Architecture: Skylake-X versus Skylake (1)
You could say that Skylake-X is a variant of Skylake, albeit with more cores, an extended PCI-Express controller and a double memory controller. It is true that the Skylake-X CPUs are based on the same architecture that we covered in our Skylake architecture-review quite some time ago. That said, we would not do these new CPUs justice if we would keep it at that. Aside from the amount of cores, PCIe-lanes and memory channels there are other differences as well.
Extra instructions: AVX-512
First of all the floating point execution units within the Skylake-X cores have been made available for the new AVX-512 instructions, successor of AVX 2.0. Where AVX 2.0 was able to process instructions on 256-bit data in one go, AVX-512 can directly process instructions on 512-bit data.
Aside from a lot of new instructions and existing registers that have been enlarged to 512-bit, AVX512 also offers a lot of new registers. A total of 8x as much data can be stored directly with the execution units in the registers in comparison with the time when SSE was the latest instruction set expansion. There are also extra registers that have been added for masking instructions and contain AVX512 as well as all sorts of new instructions in order to speed up various algorithms.
From ring bus to mesh
Another new feature is that Intel no longer uses the ring bus architecture for Skylake-X, something they have been using since 2010. Instead, the different components of the processor can communicate with each other via a mesh network.
The ring bus was first introduced in 2010 with the Sandy Bridge generation processors. For this generation Intel released desktops CPUs with up to 4 cores and server models with up to 8 cores. The ring bus made it relatively easy for Intel to design chips with more or less cores, because they were able to add the extra cores with the connected piece of L3-cache as slices in a chip design as it were. The ring bus connected every component of the chip. This ring bus works as a train track of sorts with stations at every core. Data can be send to every chip component through this bidirectional track, where transport from every station to the next takes one stroke of the clock.
The ring bus was first introduced with the 2010 Sandy Bridge processors and allowed Intel to easily release chip variants with more or less cores.
Throughout the last years the amount of cores in Intel’s server processors exploded. The current Broadwell-generation Xeon E5 v4 processors offer up to 24 cores. In order to support this, Intel had to work their magic so they could implement two ring buses that are connected via special nodes; this was done for the last two generations. These nodes have an extra latency of five strokes of the clock, which means that in the worst case – when the core on the bottom left of the chip needs data from the L3-cache memory that is connected to the core on the top right – there is a latency of 14 strokes of the clock. With even more cores, which was something Intel planned for the current Skylake-generation Xeon-processors, the ring bus would have been too limiting for the performance.

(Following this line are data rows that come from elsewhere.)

//! Exact Lagrange multipliers for equality-constrained training.
//!
//! Given a batch's loss, a vector of constraint residuals that should be
//! driven to zero, and a differentiation backend for the model parameters,
//! computes the multipliers
//!
//! ```text
//! multipliers = (J_g J_g^T)^{-1} (g - J_g J_f^T)
//! ```
//!
//! that project the loss gradient onto the constraint-satisfying subspace to
//! first order. The Gram matrix is Cholesky-factored, with a least-squares
//! fallback when the constraint Jacobian loses row rank; each stage of the
//! solve is wall-clock timed for diagnosing numerical failure.
//!
//! Automatic differentiation is not implemented here: callers supply a
//! [`JacobianProvider`] wrapping their own reverse-mode engine.
//!
//! ```
//! use kkt::{exact_multipliers, ConstraintValues, JacobianProvider, Loss, SolveOptions};
//!
//! // One parameter theta of width 1, evaluated at theta = 2:
//! // loss f = theta^2, constraint g = theta - 1.
//! struct Line;
//!
//! impl JacobianProvider<f64> for Line {
//!     fn num_parameters(&self) -> usize { 1 }
//!     fn parameter_len(&self, _: usize) -> usize { 1 }
//!     fn loss_jacobian(&mut self, _: usize, _: usize) -> Option<Vec<f64>> {
//!         Some(vec![4.0])
//!     }
//!     fn constraint_jacobian(&mut self, _: usize, _: usize, _: usize) -> Option<Vec<f64>> {
//!         Some(vec![1.0])
//!     }
//! }
//!
//! let sol = exact_multipliers(
//!     &Loss::Scalar(4.0),
//!     &ConstraintValues::Scalar(1.0),
//!     &mut Line,
//!     &SolveOptions::default(),
//! )
//! .unwrap();
//! assert_eq!(sol.multipliers, ConstraintValues::Scalar(-3.0));
//! ```

pub mod constrain;
pub mod error;
pub mod exact;
pub mod jacobian;
pub mod linalg;
pub mod reduction;
pub mod timing;

#[cfg(feature = "faer")]
pub mod faer_support;
#[cfg(feature = "nalgebra")]
pub mod nalgebra_support;

pub use constrain::{constrain_loss, ConstrainedLoss, Method};
pub use error::{NotPositiveDefinite, SolveError};
pub use exact::{
    exact_multipliers, ConstraintValues, ExactSolution, Loss, SolveOptions, Warn,
};
pub use jacobian::JacobianProvider;
pub use reduction::{Mean, Reduction, Sum};
pub use timing::{SolveTimings, Stage, SKIPPED};
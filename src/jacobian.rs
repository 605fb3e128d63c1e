use num_traits::Float;

use crate::error::SolveError;

/// Reverse-mode differentiation backend for one forward evaluation.
///
/// The solver consumes derivatives through this seam rather than owning an
/// autodiff engine: implementors wrap whatever tape or graph produced the
/// loss and constraints, and answer per-parameter Jacobian queries for it.
/// Queries are made one batch element and one output at a time — the solver
/// never asks the backend to vectorize across the batch, which keeps
/// per-sample gradients exact. `batch_index` is always 0 for unbatched
/// solves.
///
/// A `None` return marks a parameter the queried output does not reach at
/// all. Whether that is an error or a block of zeros is the solver's call
/// (`allow_unused`), not the backend's.
///
/// Implementations must preserve any differentiable graph they hold, since
/// the multipliers themselves may need to be differentiated through.
pub trait JacobianProvider<F: Float> {
    /// Number of parameter tensors, in their fixed order.
    fn num_parameters(&self) -> usize;

    /// Flattened element count of parameter `parameter`.
    fn parameter_len(&self, parameter: usize) -> usize;

    /// `d loss[batch_index] / d theta_parameter`, flattened.
    fn loss_jacobian(&mut self, batch_index: usize, parameter: usize) -> Option<Vec<F>>;

    /// `d constraints[batch_index][constraint] / d theta_parameter`, flattened.
    fn constraint_jacobian(
        &mut self,
        batch_index: usize,
        constraint: usize,
        parameter: usize,
    ) -> Option<Vec<F>>;
}

/// Total flattened parameter count `P`.
pub(crate) fn total_parameter_len<F: Float, J: JacobianProvider<F>>(
    provider: &J,
) -> Result<usize, SolveError> {
    let count = provider.num_parameters();
    if count == 0 {
        return Err(SolveError::NoParameters);
    }
    Ok((0..count).map(|k| provider.parameter_len(k)).sum())
}

fn append_piece<F: Float>(
    row: &mut Vec<F>,
    piece: Option<Vec<F>>,
    expected: usize,
    parameter: usize,
    allow_unused: bool,
) -> Result<(), SolveError> {
    match piece {
        Some(jac) => {
            if jac.len() != expected {
                return Err(SolveError::ShapeMismatch {
                    what: "parameter jacobian length",
                    expected,
                    got: jac.len(),
                });
            }
            row.extend(jac);
        }
        None => {
            if !allow_unused {
                return Err(SolveError::UnusedParameter { parameter });
            }
            row.extend(std::iter::repeat(F::zero()).take(expected));
        }
    }
    Ok(())
}

/// Assemble one batch element's flattened loss-Jacobian row of width `P`:
/// per-parameter pieces, concatenated in parameter order.
pub(crate) fn loss_jacobian_row<F: Float, J: JacobianProvider<F>>(
    provider: &mut J,
    batch_index: usize,
    allow_unused: bool,
) -> Result<Vec<F>, SolveError> {
    let mut row = Vec::new();
    for k in 0..provider.num_parameters() {
        let expected = provider.parameter_len(k);
        let piece = provider.loss_jacobian(batch_index, k);
        append_piece(&mut row, piece, expected, k, allow_unused)?;
    }
    Ok(row)
}

/// Assemble one constraint's flattened Jacobian row, same layout as
/// [`loss_jacobian_row`].
pub(crate) fn constraint_jacobian_row<F: Float, J: JacobianProvider<F>>(
    provider: &mut J,
    batch_index: usize,
    constraint: usize,
    allow_unused: bool,
) -> Result<Vec<F>, SolveError> {
    let mut row = Vec::new();
    for k in 0..provider.num_parameters() {
        let expected = provider.parameter_len(k);
        let piece = provider.constraint_jacobian(batch_index, constraint, k);
        append_piece(&mut row, piece, expected, k, allow_unused)?;
    }
    Ok(row)
}
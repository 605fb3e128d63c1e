//! faer adapters for the multiplier solver.
//!
//! Thin wrappers accepting `faer::Col<f64>` / `faer::Mat<f64>` and returning
//! multipliers in faer types.

use faer::{Col, Mat};

use crate::error::SolveError;
use crate::exact::{exact_multipliers, ConstraintValues, Loss, SolveOptions};
use crate::jacobian::JacobianProvider;
use crate::timing::SolveTimings;

/// Batched solve: `loss` holds one value per batch element, `constraints` is
/// `[batch, C]`. Multipliers come back as a `[batch, C]` matrix.
pub fn exact_multipliers_faer<J: JacobianProvider<f64>>(
    loss: &Col<f64>,
    constraints: &Mat<f64>,
    provider: &mut J,
    options: &SolveOptions,
) -> Result<(Mat<f64>, SolveTimings), SolveError> {
    let loss_vec: Vec<f64> = (0..loss.nrows()).map(|i| loss[i]).collect();
    let rows: Vec<Vec<f64>> = (0..constraints.nrows())
        .map(|i| {
            (0..constraints.ncols())
                .map(|j| constraints[(i, j)])
                .collect()
        })
        .collect();
    let sol = exact_multipliers(
        &Loss::Batched(loss_vec),
        &ConstraintValues::Matrix(rows),
        provider,
        options,
    )?;
    let m = match sol.multipliers {
        ConstraintValues::Matrix(m) => m,
        ConstraintValues::Vector(v) => v.into_iter().map(|x| vec![x]).collect(),
        ConstraintValues::Scalar(s) => vec![vec![s]],
    };
    let ncols = m.first().map_or(0, Vec::len);
    Ok((Mat::from_fn(m.len(), ncols, |i, j| m[i][j]), sol.timings))
}

/// Unbatched solve: scalar loss against a column of `C` residuals.
pub fn exact_multipliers_faer_unbatched<J: JacobianProvider<f64>>(
    loss: f64,
    constraints: &Col<f64>,
    provider: &mut J,
    options: &SolveOptions,
) -> Result<(Col<f64>, SolveTimings), SolveError> {
    let g: Vec<f64> = (0..constraints.nrows()).map(|i| constraints[i]).collect();
    let sol = exact_multipliers(
        &Loss::Scalar(loss),
        &ConstraintValues::Vector(g),
        provider,
        options,
    )?;
    let v = match sol.multipliers {
        ConstraintValues::Vector(v) => v,
        ConstraintValues::Scalar(s) => vec![s],
        ConstraintValues::Matrix(m) => m.into_iter().flatten().collect(),
    };
    Ok((Col::from_fn(v.len(), |i| v[i]), sol.timings))
}
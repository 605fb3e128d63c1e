use num_traits::Float;

/// Collapses the leading batch axis of a stack of equal-length vectors.
///
/// The reweighter applies the same map to the constraint residuals and,
/// column-wise, to the constraint Jacobian rows, which is the chain rule
/// exactly when the map is linear along the batch axis. A nonlinear
/// reduction would need its own Jacobian transport and is not supported
/// through this seam.
pub trait Reduction<F: Float> {
    /// Reduce `[batch][width]` to `[width]`.
    fn reduce(&self, stacked: &[Vec<F>]) -> Vec<F>;
}

/// Arithmetic mean along the batch axis.
pub struct Mean;

impl<F: Float> Reduction<F> for Mean {
    fn reduce(&self, stacked: &[Vec<F>]) -> Vec<F> {
        let mut out = Sum.reduce(stacked);
        let scale = F::from(stacked.len()).unwrap_or_else(F::one);
        for v in out.iter_mut() {
            *v = *v / scale;
        }
        out
    }
}

/// Sum along the batch axis.
pub struct Sum;

impl<F: Float> Reduction<F> for Sum {
    fn reduce(&self, stacked: &[Vec<F>]) -> Vec<F> {
        let width = stacked.first().map_or(0, Vec::len);
        let mut out = vec![F::zero(); width];
        for row in stacked {
            debug_assert_eq!(row.len(), width);
            for (o, &v) in out.iter_mut().zip(row) {
                *o = *o + v;
            }
        }
        out
    }
}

While Intel still uses a ring bus for the desktop and laptop Skylake processors (with a maximum of four cores), this is simply not achievable for the Skylake server CPUs where they wanted to increase the amount of cores again. Because of this, Intel used a new method for the new generation server-CPUs. Within the different versions of the Skylake server-chips the cores are connected in a sort of Matrix-structure, resembling a chessboard. On this chessboard are several communication lines, both horizontal as well as vertical. Through this so-called mesh network of communication channels, the different components of the chip can communicate with each other. Once again, one station is one stroke of the clock in terms of latency. Because of the increased amount of communication channels in the chip in comparison with one or two ring buses, the total bandwidth that the chip components can use to communicate with each other is increased significantly.
The chip design is still modular; between the cores Intel places the memory controllers on the left and right while all other components, such as PCI-Express controller and the connections through communication with other sockets are placed at the top of the chip. As long as the amount of cores (minus one or two for the memory controllers) can fit inside such a matrix, Intel can easily produce variants with more or less cores.
Intel released a die-shot of the 18-core variant of Skylake-X. This is of course the 18-core variant, where we can clearly see the matrix of 4 x 5 cores and the two memory controllers within (bear in mind that the die-shot is rotated 90 degrees to the left compared with the diagram above). The 12-, 14- and 16-core models will be based on the same chip, but with some cores turned off.
The 6-, 8- and 10-core Skylake-X chips have a maximum of 10 cores and are all based on a 10-core chip. It is clear that with this chip the cores are in a 4 x 3 matrix.
A die-shot of the 18-core top model from the Skylake-X series.